The US economy is rebounding from a recession that began a year ago, US Federal Reserve Chairman Alan Greenspan said in a more positive assessment than he gave just one week earlier.
"Recent evidence increasingly suggests that an economic expansion is already well under way, although an array of influences unique to this business cycle seems likely to moderate its speed," Greenspan said to the Senate Banking Committee.
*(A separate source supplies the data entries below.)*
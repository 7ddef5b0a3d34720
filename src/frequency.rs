//! Materialization of frequency-based schedules into concrete trips.
//!
//! Runs after normalization: expansion only changes trip cardinality, never
//! distances or times validity, so expanding last minimizes the number of
//! trips to normalize.

use crate::objects::{FrequencyRule, Trip};
use crate::serde_helpers::format_time;
use log::error;

/// Expands every rule of one template trip into concrete, time-shifted trip
/// copies.
///
/// For each rule, departures are generated at `start_time`,
/// `start_time + headway`, ... while strictly before `end_time` (half-open
/// interval: no trip departs at exactly `end_time`). Each generated trip
/// clones the template's stop times with every non-null time shifted by the
/// difference between the generated departure and the template's first
/// departure, gets a derived identifier `<template id>@<H:MM:SS>` and is
/// flagged `frequency_generated`.
///
/// The template itself is not touched: callers remove templates in a
/// separate pass once every rule referencing them has been expanded, since
/// one trip may carry several rules.
pub fn expand_frequencies(template: &Trip, rules: &[FrequencyRule]) -> Vec<Trip> {
    let Some(&base_departure) = template
        .stop_times
        .first()
        .and_then(|st| st.departure_time.as_ref())
    else {
        error!(
            "Cannot expand frequencies: no base departure time on {}",
            template
        );
        return Vec::new();
    };

    let mut generated = Vec::new();
    for rule in rules {
        if rule.headway_secs == 0 {
            error!(
                "Zero headway in frequency [{} - {}] of {}, skipping rule",
                format_time(rule.start_time),
                format_time(rule.end_time),
                template
            );
            continue;
        }
        let mut trip_dep_time = rule.start_time;
        while trip_dep_time < rule.end_time {
            // Departure times are assumed to be all distinct, as GTFS
            // requires; the derived id relies on that assumption
            let trip_id = format!("{}@{}", template.id, format_time(trip_dep_time));
            let mut trip = Trip {
                id: trip_id,
                route_id: template.route_id.clone(),
                service_id: template.service_id.clone(),
                shape_id: template.shape_id.clone(),
                stop_times: template.stop_times.clone(),
                frequency_generated: true,
                exact_times: Some(rule.exact_times),
            };
            // Widened: a stop time earlier than the base departure (bad but
            // accepted input) would underflow in u32; shifted times clamp at
            // midnight
            let shift = trip_dep_time as i64 - base_departure as i64;
            for stop_time in &mut trip.stop_times {
                stop_time.arrival_time = stop_time
                    .arrival_time
                    .map(|t| (t as i64 + shift).max(0) as u32);
                stop_time.departure_time = stop_time
                    .departure_time
                    .map(|t| (t as i64 + shift).max(0) as u32);
            }
            generated.push(trip);
            trip_dep_time += rule.headway_secs;
        }
    }
    generated
}

#[cfg(test)]
mod tests {
    use super::*;
    use crate::enums::ExactTimes;
    use crate::objects::StopTime;

    fn template() -> Trip {
        Trip {
            id: "t1".to_owned(),
            route_id: "r1".to_owned(),
            service_id: "s1".to_owned(),
            stop_times: vec![
                StopTime {
                    stop_id: "a".to_owned(),
                    stop_sequence: 0,
                    arrival_time: None,
                    departure_time: Some(28800),
                    shape_dist_traveled: Some(0.0),
                    ..Default::default()
                },
                StopTime {
                    stop_id: "b".to_owned(),
                    stop_sequence: 1,
                    arrival_time: Some(29100),
                    departure_time: None,
                    shape_dist_traveled: Some(1000.0),
                    ..Default::default()
                },
            ],
            ..Default::default()
        }
    }

    fn rule(start: u32, end: u32, headway: u32) -> FrequencyRule {
        FrequencyRule {
            trip_id: "t1".to_owned(),
            start_time: start,
            end_time: end,
            headway_secs: headway,
            exact_times: ExactTimes::FrequencyBased,
        }
    }

    #[test]
    fn test_expansion_is_half_open() {
        // 8:00 to 9:00 every 15 minutes: 4 trips, none at 9:00 sharp
        let trips = expand_frequencies(&template(), &[rule(28800, 32400, 900)]);
        assert_eq!(trips.len(), 4);
        let departures: Vec<u32> = trips
            .iter()
            .map(|t| t.stop_times[0].departure_time.unwrap())
            .collect();
        assert_eq!(departures, vec![28800, 29700, 30600, 31500]);
    }

    #[test]
    fn test_generated_trip_contents() {
        let trips = expand_frequencies(&template(), &[rule(30000, 30001, 900)]);
        assert_eq!(trips.len(), 1);
        let trip = &trips[0];
        assert_eq!(trip.id, "t1@8:20:00");
        assert!(trip.frequency_generated);
        assert_eq!(trip.route_id, "r1");
        assert_eq!(trip.service_id, "s1");
        // All non-null times shifted by (30000 - 28800), nulls kept
        assert_eq!(trip.stop_times[0].arrival_time, None);
        assert_eq!(trip.stop_times[0].departure_time, Some(30000));
        assert_eq!(trip.stop_times[1].arrival_time, Some(30300));
        assert_eq!(trip.stop_times[1].departure_time, None);
        // Distances are copied untouched
        assert_eq!(trip.stop_times[1].shape_dist_traveled, Some(1000.0));
    }

    #[test]
    fn test_multiple_rules_same_template() {
        let trips = expand_frequencies(
            &template(),
            &[rule(28800, 30600, 900), rule(30600, 32400, 1800)],
        );
        let departures: Vec<u32> = trips
            .iter()
            .map(|t| t.stop_times[0].departure_time.unwrap())
            .collect();
        assert_eq!(departures, vec![28800, 29700, 30600]);
    }

    #[test]
    fn test_shift_before_base_departure_clamps_at_midnight() {
        // A stop time earlier than the template's first departure, shifted
        // towards midnight: the result clamps at 0 instead of wrapping
        let mut template = template();
        template.stop_times[1].arrival_time = Some(28000);
        let trips = expand_frequencies(&template, &[rule(0, 1, 900)]);
        assert_eq!(trips.len(), 1);
        assert_eq!(trips[0].stop_times[0].departure_time, Some(0));
        assert_eq!(trips[0].stop_times[1].arrival_time, Some(0));
    }

    #[test]
    fn test_empty_interval_generates_nothing() {
        assert!(expand_frequencies(&template(), &[rule(32400, 32400, 900)]).is_empty());
        assert!(expand_frequencies(&template(), &[rule(32400, 28800, 900)]).is_empty());
    }
}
Greenspan told a House committee last week the economy was "close to" recovering from the first recession in a decade.
PHOTO: REUTERS
Reports since then show manufacturing ended an 18-month slump last month, and consumers flocked to Wal-Mart Stores Inc and Target Corp, pacing the biggest gain in retail sales in almost two years. Worker productivity surged 5.2 percent in the fourth quarter, the biggest gain since the middle of 2000.
Treasury note yields soared as investors took the testimony as a sign Fed policy makers will start raising interest rates by midyear to keep the economy from overheating. The 4 7/8 percent note maturing in February 2012 fell 1 11/32 point, pushing up its yield 18 basis points to 5.23 percent. A basis point is 0.01 percentage points.
Consumer borrowing rose by US$12.9 billion in January, compared with a US$1.8 billion increase in December, the Fed reported separately.
US retailers' sales increased 6.2 percent in February, based on chain store data compiled by the bank of Tokyo-Mitsubishi Ltd. The monthly gain was the biggest in almost two years and received its biggest lift from a 10 percent sales jump at Wal-Mart.
Initial claims for unemployment insurance fell last week to 376,000 from 381,000 a week earlier, the Labor Department reported separately. Claims have been below 400,000 since the year began, the longest stretch since a five-year period ending in April 2001, when the recession was a month old.
The policy-setting Open Market Committee lowered the target rate for overnight loans between banks 11 times last year, and then left it at a 40-year low of 1.75 percent at the Jan. 30 meeting. At some point central bankers are likely to raise rates to keep inflation in check, Fed Bank of Philadelphia President Anthony Santomero said yesterday.
"The reality is they're trying to manage the transition from being an easing Fed to a Fed raising rates," said Diane Swonk, director of economics at Bank One Corp.
Central bankers meet again March 19.